52 distinct regions of the brain's cerebral cortex

A Brodmann area is a region of the cerebral cortex, in the human or other primate brain, defined by its cytoarchitecture, or histological structure and organization of cells. The concept was first introduced by the German anatomist Korbinian Brodmann in the early 20th century. Brodmann mapped the human brain based on the varied cellular structure across the cortex and identified 52 distinct regions, which he numbered 1 to 52. These regions, or Brodmann areas, correspond to diverse functions including sensation, motor control, and cognition.

==History==
Brodmann areas were originally defined and numbered by the German anatomist Korbinian Brodmann based on the cytoarchitectural organization of neurons he observed in the cerebral cortex using the Nissl method of cell staining.
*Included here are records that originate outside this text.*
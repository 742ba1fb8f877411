//! Identify-call latency, split by what each call did to the store.
//!
//! A call that only reads costs far less than one that demotes a primary and
//! relinks its secondaries, so each outcome keeps its own bounded sample
//! window. Calls that had to repair broken links are counted separately.

use std::collections::{BTreeMap, VecDeque};

use chrono::{DateTime, Utc};
use parking_lot::Mutex;
use serde::Serialize;

use crate::resolver::ResolutionOutcome;

const WINDOW_SIZE: usize = 256;

/// What one identify call did.
#[derive(Debug, Clone, Copy, PartialEq, Eq, PartialOrd, Ord, Hash, Serialize)]
#[serde(rename_all = "lowercase")]
pub enum CallKind {
    /// No match; a new primary was inserted.
    Created,
    /// Clusters were merged or links rewritten.
    Merged,
    /// A secondary was added to an existing cluster.
    Inserted,
    /// The observation was already fully known.
    Unchanged,
    /// The call returned an error.
    Failed,
}

impl From<&ResolutionOutcome> for CallKind {
    fn from(outcome: &ResolutionOutcome) -> Self {
        if outcome.created_primary {
            CallKind::Created
        } else if outcome.relinked > 0 {
            CallKind::Merged
        } else if outcome.inserted_secondary.is_some() {
            CallKind::Inserted
        } else {
            CallKind::Unchanged
        }
    }
}

#[derive(Debug, Clone, Serialize)]
#[serde(rename_all = "camelCase")]
pub struct CallKindRollup {
    pub kind: CallKind,
    pub calls: u64,
    pub sample_count: usize,
    pub p50_ms: u128,
    pub p95_ms: u128,
    pub max_ms: u128,
    pub over_budget: u64,
}

#[derive(Debug, Clone, Serialize)]
#[serde(rename_all = "camelCase")]
pub struct LatencyRollupsPayload {
    pub generated_at: String,
    pub budget_ms: u128,
    /// Calls that found broken or multi-hop links and repaired them.
    pub anomaly_count: u64,
    pub last_anomaly_at: Option<String>,
    pub kinds: Vec<CallKindRollup>,
}

#[derive(Debug, Default)]
struct Window {
    samples_ms: VecDeque<u128>,
    calls: u64,
    over_budget: u64,
}

#[derive(Debug, Default)]
struct RecorderState {
    windows: BTreeMap<CallKind, Window>,
    anomaly_count: u64,
    last_anomaly_at: Option<DateTime<Utc>>,
}

/// Per-service latency recorder. Shared across threads by reference.
#[derive(Debug)]
pub struct LatencyRecorder {
    budget_ms: u128,
    state: Mutex<RecorderState>,
}

impl LatencyRecorder {
    pub fn new(budget_ms: u64) -> Self {
        Self {
            budget_ms: u128::from(budget_ms),
            state: Mutex::new(RecorderState::default()),
        }
    }

    pub fn record(&self, kind: CallKind, elapsed_ms: u128, anomaly: bool) {
        let mut state = self.state.lock();
        if anomaly {
            state.anomaly_count += 1;
            state.last_anomaly_at = Some(Utc::now());
        }
        let window = state.windows.entry(kind).or_default();
        window.calls += 1;
        if elapsed_ms > self.budget_ms {
            window.over_budget += 1;
        }
        if window.samples_ms.len() == WINDOW_SIZE {
            window.samples_ms.pop_front();
        }
        window.samples_ms.push_back(elapsed_ms);
    }

    pub fn snapshot(&self) -> LatencyRollupsPayload {
        let state = self.state.lock();
        let kinds = state
            .windows
            .iter()
            .map(|(kind, window)| {
                let mut sorted: Vec<u128> = window.samples_ms.iter().copied().collect();
                sorted.sort_unstable();
                CallKindRollup {
                    kind: *kind,
                    calls: window.calls,
                    sample_count: sorted.len(),
                    p50_ms: nearest_rank(&sorted, 50),
                    p95_ms: nearest_rank(&sorted, 95),
                    max_ms: sorted.last().copied().unwrap_or(0),
                    over_budget: window.over_budget,
                }
            })
            .collect();

        LatencyRollupsPayload {
            generated_at: Utc::now().to_rfc3339(),
            budget_ms: self.budget_ms,
            anomaly_count: state.anomaly_count,
            last_anomaly_at: state.last_anomaly_at.map(|at| at.to_rfc3339()),
            kinds,
        }
    }
}

/// Nearest-rank percentile of an ascending slice; 0 when empty.
fn nearest_rank(sorted: &[u128], pct: usize) -> u128 {
    if sorted.is_empty() {
        return 0;
    }
    let rank = (pct * sorted.len()).div_ceil(100).max(1);
    sorted[rank - 1]
}
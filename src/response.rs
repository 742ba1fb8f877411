//! External view of a resolved cluster.

use serde::{Deserialize, Serialize};

use crate::db::DbContact;

/// Wire envelope: `{"contact": {...}}`.
#[derive(Debug, Clone, PartialEq, Eq, Serialize, Deserialize)]
pub struct IdentifyResponse {
    pub contact: ContactResponse,
}

#[derive(Debug, Clone, PartialEq, Eq, Serialize, Deserialize)]
#[serde(rename_all = "camelCase")]
pub struct ContactResponse {
    pub primary_contact_id: i64,
    /// Primary's email first, then first-seen order.
    pub emails: Vec<String>,
    /// Primary's phone first, then first-seen order.
    pub phone_numbers: Vec<String>,
    pub secondary_contact_ids: Vec<i64>,
}

/// Project a cluster into its response. `contacts` may or may not include
/// the primary itself; it is skipped either way.
pub fn build_response(primary: &DbContact, contacts: &[DbContact]) -> IdentifyResponse {
    let mut emails: Vec<String> = primary.email.iter().cloned().collect();
    let mut phone_numbers: Vec<String> = primary.phone_number.iter().cloned().collect();
    let mut secondary_contact_ids = Vec::new();

    for contact in contacts.iter().filter(|c| c.id != primary.id) {
        if let Some(email) = &contact.email {
            if !emails.contains(email) {
                emails.push(email.clone());
            }
        }
        if let Some(phone) = &contact.phone_number {
            if !phone_numbers.contains(phone) {
                phone_numbers.push(phone.clone());
            }
        }
        secondary_contact_ids.push(contact.id);
    }

    IdentifyResponse {
        contact: ContactResponse {
            primary_contact_id: primary.id,
            emails,
            phone_numbers,
            secondary_contact_ids,
        },
    }
}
Brodmann published his maps of cortical areas in humans, monkeys, and other species in 1909, along with many other findings and observations regarding the general cell types and laminar organization of the mammalian cortex. The same Brodmann area number in different species does not necessarily indicate homologous areas. A similar, but more detailed cortical map was published by Constantin von Economo and Georg N. Koskinas in 1925.

==Importance==
Brodmann areas have been discussed, debated, refined, and renamed exhaustively for nearly a century and remain the most widely known and frequently cited cytoarchitectural organization of the human cortex. Many of the areas Brodmann defined based solely on their neuronal organization have since been closely correlated with diverse cortical functions. For example, Brodmann areas 1, 2 and 3 are the primary somatosensory cortex; area 4 is the primary motor cortex; area 17 is the primary visual cortex; and areas 41 and 42 correspond closely to primary auditory cortex. Higher order functions of the association cortical areas are also consistently localized to the same Brodmann areas by neurophysiological, functional imaging, and other methods (e.g., the consistent localization of Broca's speech and language area to the left Brodmann areas 44 and 45). However, functional imaging can only identify the approximate localization of brain activations in terms of Brodmann areas since their actual boundaries in any individual brain require its histological examination.

==Overview==

Brodmann's classification of areas of the cortex

Different parts of the cerebral cortex are involved in different cognitive and behavioral functions. The differences show up in a number of ways: the effects of localized brain damage, regional activity patterns exposed when the brain is examined using functional imaging techniques, connectivity with subcortical areas, and regional differences in the cellular architecture of the cortex. The neocortex is divided into six layers, but not all layers are apparent in all areas, and the thickness and cellular organization of a single layer may vary. Maps of cortical areas are constructed on the basis of variations in the appearance of the layers as seen with a microscope.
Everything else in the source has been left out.